The answer is to be an exact copy of the lines below running from the line with "async fn test_missing_sdk_root_behaves_like_empty()" down to the line with "let first = decision_lines(&config, dir.path()).await;", both ends included, and nothing more.

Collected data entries
==========

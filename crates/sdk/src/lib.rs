//! Android SDK Dependency Management
//!
//! Computes which SDK components (platforms, build-tools, platform-tools,
//! NDK) a project requires, diffs them against what an SDK root already
//! contains, and drives an external installer for the gaps:
//!
//! inventory scan -> requirement calculation -> resolution -> installation
//! -> report emission.

pub mod component;
pub mod installer;
pub mod inventory;
pub mod report;
pub mod requirements;
pub mod resolver;

pub use component::{compare_versions, ComponentId};
pub use installer::{
    InstallOutcome, InstallReport, InstallerDriver, PackageInstaller, SdkManagerInstaller,
};
pub use inventory::SdkInventory;
pub use report::ReportEmitter;
pub use requirements::{BuildDefaults, Requirement, RequirementCalculator};
pub use resolver::{ComponentStatus, DependencyDecision, DependencyResolver, ResolvedComponent};

/// Latest platform API level known to this release; used when a project
/// opts into the latest platform instead of pinning a version.
pub const LATEST_KNOWN_PLATFORM: u32 = 35;

/// Minimum build-tools version required by the default build configuration.
pub const DEFAULT_BUILD_TOOLS_VERSION: &str = "35.0.0";

#[cfg(test)]
mod pipeline_tests {
    use super::*;
    use droid_deps_core::ProjectConfig;

    fn release_v8_project() -> ProjectConfig {
        ProjectConfig {
            target_framework_version: Some("v8.0".to_string()),
            release: true,
            use_latest_platform: false,
            ..Default::default()
        }
    }

    async fn decision_lines(config: &ProjectConfig, root: &std::path::Path) -> Vec<String> {
        let inventory = SdkInventory::scan(root).await;
        let required =
            RequirementCalculator::calculate(config, LATEST_KNOWN_PLATFORM, &BuildDefaults::default())
                .unwrap();
        let decision = DependencyResolver::resolve(&required, &inventory).unwrap();
        ReportEmitter::emit(&decision)
    }

    #[tokio::test]
    async fn test_release_project_against_empty_sdk_root() {
        let dir = tempfile::tempdir().unwrap();
        let lines = decision_lines(&release_v8_project(), dir.path()).await;

        // No AOT/LLVM/bundling flags, so no NDK line.
        assert_eq!(
            lines,
            vec![
                "platforms/android-26".to_string(),
                format!("build-tools/{}", DEFAULT_BUILD_TOOLS_VERSION),
                "platform-tools".to_string(),
            ]
        );
    }

    #[tokio::test]
    async fn test_missing_sdk_root_behaves_like_empty() {
        let dir = tempfile::tempdir().unwrap();
        let missing = dir.path().join("android-sdk");

        let lines = decision_lines(&release_v8_project(), &missing).await;
        assert_eq!(lines.len(), 3);
    }

    #[tokio::test]
    async fn test_pipeline_is_idempotent() {
        let dir = tempfile::tempdir().unwrap();
        std::fs::create_dir_all(dir.path().join("platforms/android-26")).unwrap();
        std::fs::create_dir_all(dir.path().join("platform-tools")).unwrap();

        let config = release_v8_project();
        let first = decision_lines(&config, dir.path()).await;
        let second = decision_lines(&config, dir.path()).await;
        assert_eq!(first, second);
    }
}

==========

RESULT FOR THIS TASK =
    async fn test_missing_sdk_root_behaves_like_empty() {
        let dir = tempfile::tempdir().unwrap();
        let missing = dir.path().join("android-sdk");

        let lines = decision_lines(&release_v8_project(), &missing).await;
        assert_eq!(lines.len(), 3);
    }

    #[tokio::test]
    async fn test_pipeline_is_idempotent() {
        let dir = tempfile::tempdir().unwrap();
        std::fs::create_dir_all(dir.path().join("platforms/android-26")).unwrap();
        std::fs::create_dir_all(dir.path().join("platform-tools")).unwrap();

        let config = release_v8_project();
        let first = decision_lines(&config, dir.path()).await;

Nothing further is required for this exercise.